Why Should You Choose a Private Practice Over a Dental Clinic
In today’s world, corporate dental clinics are on every corner and advertising low fees, quick appointments, all specialties in house and convenient appointment times. Who wouldn’t be enticed with all of these seemingly awesome perks?
With the amazing advertising of these perks, it easy to feel confused as to why your private practice dentist wouldn’t operate in a similar fashion and be more competitive with these cooperate offices. What most patients do not understand is that the cooperate dental clinics and private practice dental offices are completely different business models and cannot operate similarly. So what are the differences between these cooperate dental clinics and your normal private dental practice?

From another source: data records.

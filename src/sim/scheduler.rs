//! Cooperative job scheduler
//!
//! The host calls [`Scheduler::tick`] once per driver interval. Each call bumps
//! a counter and runs, in registration order, every job whose interval multiple
//! divides it. Jobs run to completion on the caller's stack; a job that blocks
//! stalls the whole game.
//!
//! The counter and job table are created once at boot and survive game
//! restarts, so job phase is relative to power-on, not to the current run.

use serde::{Deserialize, Serialize};

use crate::error::ConfigError;

/// Identifies a job that needs regularly scheduled execution
#[derive(Debug, Clone, Copy, PartialEq, Eq, Hash, Serialize, Deserialize)]
pub enum JobId {
    MoveObstacles,
    SpeedUpObstacles,
    MaybeDirectionChange,
}

type Action<C> = Box<dyn FnMut(&mut C)>;

/// A registered job
pub struct Job<C> {
    pub id: JobId,
    /// Multiple of the driver interval at which this job runs
    pub interval_multiple: u32,
    action: Action<C>,
}

impl<C> std::fmt::Debug for Job<C> {
    fn fmt(&self, f: &mut std::fmt::Formatter<'_>) -> std::fmt::Result {
        f.debug_struct("Job")
            .field("id", &self.id)
            .field("interval_multiple", &self.interval_multiple)
            .finish_non_exhaustive()
    }
}

/// Job table plus the tick counter. `C` is the context jobs mutate.
#[derive(Debug)]
pub struct Scheduler<C> {
    jobs: Vec<Job<C>>,
    ticks: u64,
}

impl<C> Default for Scheduler<C> {
    fn default() -> Self {
        Self::new()
    }
}

impl<C> Scheduler<C> {
    pub fn new() -> Self {
        Self {
            jobs: Vec::new(),
            ticks: 0,
        }
    }

    /// Add a job. Only done at startup.
    pub fn register<F>(
        &mut self,
        id: JobId,
        interval_multiple: u32,
        action: F,
    ) -> Result<(), ConfigError>
    where
        F: FnMut(&mut C) + 'static,
    {
        if interval_multiple == 0 {
            return Err(ConfigError::ZeroJobInterval(id));
        }
        if self.jobs.iter().any(|job| job.id == id) {
            return Err(ConfigError::DuplicateJob(id));
        }
        log::debug!("Registered job {:?} every {} ticks", id, interval_multiple);
        self.jobs.push(Job {
            id,
            interval_multiple,
            action: Box::new(action),
        });
        Ok(())
    }

    /// Advance one driver interval and run every job that is due.
    ///
    /// Returns the ids of the jobs that ran, in the order they ran.
    pub fn tick(&mut self, ctx: &mut C) -> Vec<JobId> {
        self.ticks += 1;
        let ticks = self.ticks;

        let mut ran = Vec::new();
        for job in &mut self.jobs {
            if ticks % job.interval_multiple as u64 == 0 {
                (job.action)(ctx);
                ran.push(job.id);
            }
        }
        ran
    }

    /// Ticks since boot
    pub fn ticks(&self) -> u64 {
        self.ticks
    }

    pub fn jobs(&self) -> &[Job<C>] {
        &self.jobs
    }
}

#[cfg(test)]
mod tests {
    use super::*;

    #[derive(Default)]
    struct Counts {
        log: Vec<JobId>,
    }

    fn scheduler_1_2_5() -> Scheduler<Counts> {
        let mut scheduler = Scheduler::new();
        scheduler
            .register(JobId::MoveObstacles, 1, |c: &mut Counts| {
                c.log.push(JobId::MoveObstacles)
            })
            .unwrap();
        scheduler
            .register(JobId::MaybeDirectionChange, 2, |c: &mut Counts| {
                c.log.push(JobId::MaybeDirectionChange)
            })
            .unwrap();
        scheduler
            .register(JobId::SpeedUpObstacles, 5, |c: &mut Counts| {
                c.log.push(JobId::SpeedUpObstacles)
            })
            .unwrap();
        scheduler
    }

    #[test]
    fn test_multiples_over_ten_ticks() {
        let mut scheduler = scheduler_1_2_5();
        let mut ctx = Counts::default();
        let mut every_two = Vec::new();
        let mut every_five = Vec::new();

        for _ in 0..10 {
            let ran = scheduler.tick(&mut ctx);
            if ran.contains(&JobId::MaybeDirectionChange) {
                every_two.push(scheduler.ticks());
            }
            if ran.contains(&JobId::SpeedUpObstacles) {
                every_five.push(scheduler.ticks());
            }
        }

        assert_eq!(every_two, vec![2, 4, 6, 8, 10]);
        assert_eq!(every_five, vec![5, 10]);
        let every_one = ctx
            .log
            .iter()
            .filter(|id| **id == JobId::MoveObstacles)
            .count();
        assert_eq!(every_one, 10);
    }

    #[test]
    fn test_runs_in_registration_order() {
        let mut scheduler = scheduler_1_2_5();
        let mut ctx = Counts::default();
        for _ in 0..10 {
            scheduler.tick(&mut ctx);
        }
        // Tick 10 runs all three in order
        assert_eq!(
            &ctx.log[ctx.log.len() - 3..],
            &[
                JobId::MoveObstacles,
                JobId::MaybeDirectionChange,
                JobId::SpeedUpObstacles
            ]
        );
    }

    #[test]
    fn test_rejects_bad_registration() {
        let mut scheduler: Scheduler<Counts> = Scheduler::new();
        assert!(matches!(
            scheduler.register(JobId::MoveObstacles, 0, |_| {}),
            Err(ConfigError::ZeroJobInterval(JobId::MoveObstacles))
        ));
        scheduler.register(JobId::MoveObstacles, 1, |_| {}).unwrap();
        assert!(matches!(
            scheduler.register(JobId::MoveObstacles, 3, |_| {}),
            Err(ConfigError::DuplicateJob(JobId::MoveObstacles))
        ));
        assert_eq!(scheduler.jobs().len(), 1);
    }

    #[test]
    fn test_empty_scheduler_still_counts() {
        let mut scheduler: Scheduler<Counts> = Scheduler::new();
        let mut ctx = Counts::default();
        assert!(scheduler.tick(&mut ctx).is_empty());
        assert!(scheduler.tick(&mut ctx).is_empty());
        assert_eq!(scheduler.ticks(), 2);
    }
}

The first and main difference is that one is owned by a cooperation, meaning a large company owns and operates multiple locations across the country. The decision makers of how the office is operated and ran are not onsite and no one onsite has any true control over company policies, how the office is ran or authorization to make decisions.
The other is owned by the dentist themselves. They may have management teams in place to handle the running and operations of the practice. However, ultimately they themselves have complete control over how the office is operated and ran on a day to day basis and can make whatever decisions they see fit to benefit their patients and staff.
Another difference is that a clinic typically has multiple providers in one location; depending on the clinic and their business model there may or may not be hygienists, and there will be multiple assistants. Typically in a clinic setting you will see whatever doctor is available at that particular moment and an assistant will complete most of your appointment, with a small cameo appearance of the actual doctor. Most dental clinics do not employ hygienists, meaning that even your cleaning appointments are mostly completed by a dental assistant with a small appearance of a doctor. In a clinic setting, there isn’t typically a continuity of care, you wont necessarily see the same providers each time and the same providers may not even be at that particular clinic anymore. This business model operates by seeing multiple patients at one time, utilizing dental assistants to complete most of the patient care. In doing so, they are able to produce the same amount in an hour as a private practice, but collecting lower fees for each patient. These practices are able to accept medicaid/medicare programs because they count on being assigned 100’s of patients and seeing 4-5 patients per hour.
A private practice is typically one, maybe two dentists (one being the owner), hygienists and assistants. In a private practice every effort is made to have patients see the same providers at every visit to create a continuity of care. Cleaning appointments are completed by hygienists with the doctor coming in to complete a thorough evaluation. Patients are seen one at a time, typically being seen by the main clinician (doctor or hygienist) for the majority of the appointment. Your appointment time is reserved for you and only you, so your provider has no urgency to finish quickly or leave your treatment room. Private practices are not set up to see multiple patients in an hour and most would not be comfortable attempting to run the practice in that fashion. They are not able to accept the lower reimbursement fees for procedures because they are seeing less patients and spending more time with each patient than a clinic would.
A dental clinic is geared towards immediate treatment of any potential issues (even extremely small potential non-issues) as much of the clientele have limited time, coverage or are non-compliant. The idea is that if treatment is diagnosed, scheduled and completed in an expedited fashion, the patients are more likely to have it all completed and less likely to have small concerns become a large issue.
Private practice dental offices tend to be more conservative in their approach. Patients are notified of potential issues and given the opportunity to correct them whenever possible. Smaller less invasive treatment plans are typically given and larger restorations are avoided unless absolutely necessary.
Ultimately, there are advantages and disadvantages to either business model and it’s important for patients to be aware of these prior to selecting one over the other.